It’s such a gentle touch it’s hard to believe it’s the hand of a killer, but she’s felt Ian’s hands many times in many places, and she knows. His thumb slides up under her hair to touch the base of her neck, swipes once in a near-caress, and then his hand stills. He makes no move to grab her. In fact, he is motionless. He just wants her to know he’s there. He wants her to know that he could.
“I knew you were watching me,” Emily says. It’s not really a lie, depending on how you cut it. She hadn’t felt his eyes on her exactly—she hadn’t even heard him approach; he’d seemed to have simply emerged from the night—but she knew him well enough to know he had to have been observing her for some time before he even took a step toward her. To scope her out or to watch her squirm.
“What’s the expression?” He sounds the same as he always has, and for a moment, nothing has changed. For a moment, she is Lauren again, but she looks down at her bitten nails and reminds herself—Emily, Emily, always Emily. Ian’s hand slides across her back and wraps briefly around her shoulder before slipping away. “Keep your friends close, your enemies under surveillance?”

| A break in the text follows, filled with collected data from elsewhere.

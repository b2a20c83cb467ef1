//! Session token refresh with single-flight coalescing.
//!
//! This crate provides:
//! - `SessionTokens` and the expiry-margin check
//! - The `CredentialTransport` contract with an HTTP implementation
//! - `RefreshCoalescer`: one in-flight refresh per identity

pub mod coalescer;
pub mod error;
pub mod session;
pub mod transport;

pub use coalescer::{RefreshCoalescer, DEFAULT_EXPIRY_MARGIN};
pub use error::{AuthError, AuthResult};
pub use session::{IdentityId, SessionTokens};
pub use transport::{CredentialTransport, HttpCredentialTransport};
//! Single-flight session refresh.
//!
//! Many requests can observe the same near-expiry token at once. Letting
//! each start its own refresh burns the refresh token (rotation invalidates
//! the old one) and hammers the auth service. The coalescer keeps one
//! in-flight refresh per identity; racing callers await the same shared
//! future and all receive the same resulting pair.

use std::collections::HashMap;
use std::sync::Arc;
use std::time::Duration;

use futures_util::future::{BoxFuture, Shared};
use futures_util::FutureExt;
use tokio::sync::Mutex;
use tracing::{debug, warn};

use crate::error::AuthResult;
use crate::session::{IdentityId, SessionTokens};
use crate::transport::CredentialTransport;

/// Refresh margin: a token expiring within this window is refreshed.
pub const DEFAULT_EXPIRY_MARGIN: Duration = Duration::from_secs(10);

type SharedRefresh = Shared<BoxFuture<'static, AuthResult<SessionTokens>>>;

/// Deduplicates concurrent refresh attempts per identity.
pub struct RefreshCoalescer {
    transport: Arc<dyn CredentialTransport>,
    in_flight: Mutex<HashMap<IdentityId, SharedRefresh>>,
    expiry_margin: Duration,
}

impl RefreshCoalescer {
    pub fn new(transport: Arc<dyn CredentialTransport>) -> Self {
        Self::with_margin(transport, DEFAULT_EXPIRY_MARGIN)
    }

    pub fn with_margin(transport: Arc<dyn CredentialTransport>, expiry_margin: Duration) -> Self {
        Self {
            transport,
            in_flight: Mutex::new(HashMap::new()),
            expiry_margin,
        }
    }

    /// Whether `tokens` are close enough to expiry to need a refresh.
    pub fn needs_refresh(&self, tokens: &SessionTokens) -> bool {
        tokens.expires_within(self.expiry_margin)
    }

    /// Return `current` untouched when still fresh, otherwise join or start
    /// a refresh for `identity`.
    pub async fn ensure_fresh(
        &self,
        identity: &IdentityId,
        current: &SessionTokens,
    ) -> AuthResult<SessionTokens> {
        if !self.needs_refresh(current) {
            return Ok(current.clone());
        }
        self.refresh(identity, current).await
    }

    /// Join the in-flight refresh for `identity`, or start one.
    ///
    /// The in-flight marker is removed once the operation settles, success
    /// or failure alike, so a failed attempt never blocks the next one. On
    /// `AuthFailure` the caller must fall back to re-authentication; the
    /// coalescer does not retry.
    pub async fn refresh(
        &self,
        identity: &IdentityId,
        current: &SessionTokens,
    ) -> AuthResult<SessionTokens> {
        let flight = {
            let mut in_flight = self.in_flight.lock().await;
            match in_flight.get(identity) {
                Some(existing) => {
                    debug!(identity = %identity, "Joining in-flight session refresh");
                    existing.clone()
                }
                None => {
                    let transport = Arc::clone(&self.transport);
                    let refresh_token = current.refresh_token.clone();
                    let access_token = current.access_token.clone();
                    let flight: SharedRefresh = async move {
                        transport.refresh(&refresh_token, &access_token).await
                    }
                    .boxed()
                    .shared();
                    in_flight.insert(identity.clone(), flight.clone());
                    debug!(identity = %identity, "Starting session refresh");
                    flight
                }
            }
        };

        let result = flight.clone().await;

        // Clear the marker unconditionally, but only if it is still ours: a
        // refresh started after ours settled must not be evicted.
        {
            let mut in_flight = self.in_flight.lock().await;
            if in_flight
                .get(identity)
                .is_some_and(|existing| existing.ptr_eq(&flight))
            {
                in_flight.remove(identity);
            }
        }

        if let Err(e) = &result {
            warn!(identity = %identity, "Session refresh failed: {}", e);
        }
        result
    }

    /// Number of identities with a refresh in flight (test helper).
    pub async fn in_flight_count(&self) -> usize {
        self.in_flight.lock().await.len()
    }
}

“I’ve been here for two hours,” Emily says. “You should know better than to keep a lady waiting.” She cringes. That was Lauren, woken briefly from her slumber by the sight of Ian’s face as he stepped in front of the table.
“It seems hypocritical,” Ian says. “Seeing as I had to wait seven years.” He sits and leans casually against the back of the seat, afraid of nothing because anyone shooting from the street would be doing it under his orders.
He’s silent for long enough that Emily knows she’s expected to respond. This fucking chess game. She itches under her skin. “Hello, Ian.”
“Hello, Lauren,” Ian says, then blinks in faux realisation. “Oh, wait. Lauren Reynolds died in a car accident, didn’t she?”
She’s done playing. “What do you want?” It is a demand, not a question.
“You,” Ian says.
She doesn’t know what he means. All the options are terrible. Does he want Lauren back? Does he want to kill Emily? Does he want to—
“Oh, not today. Don’t worry about that. But soon.”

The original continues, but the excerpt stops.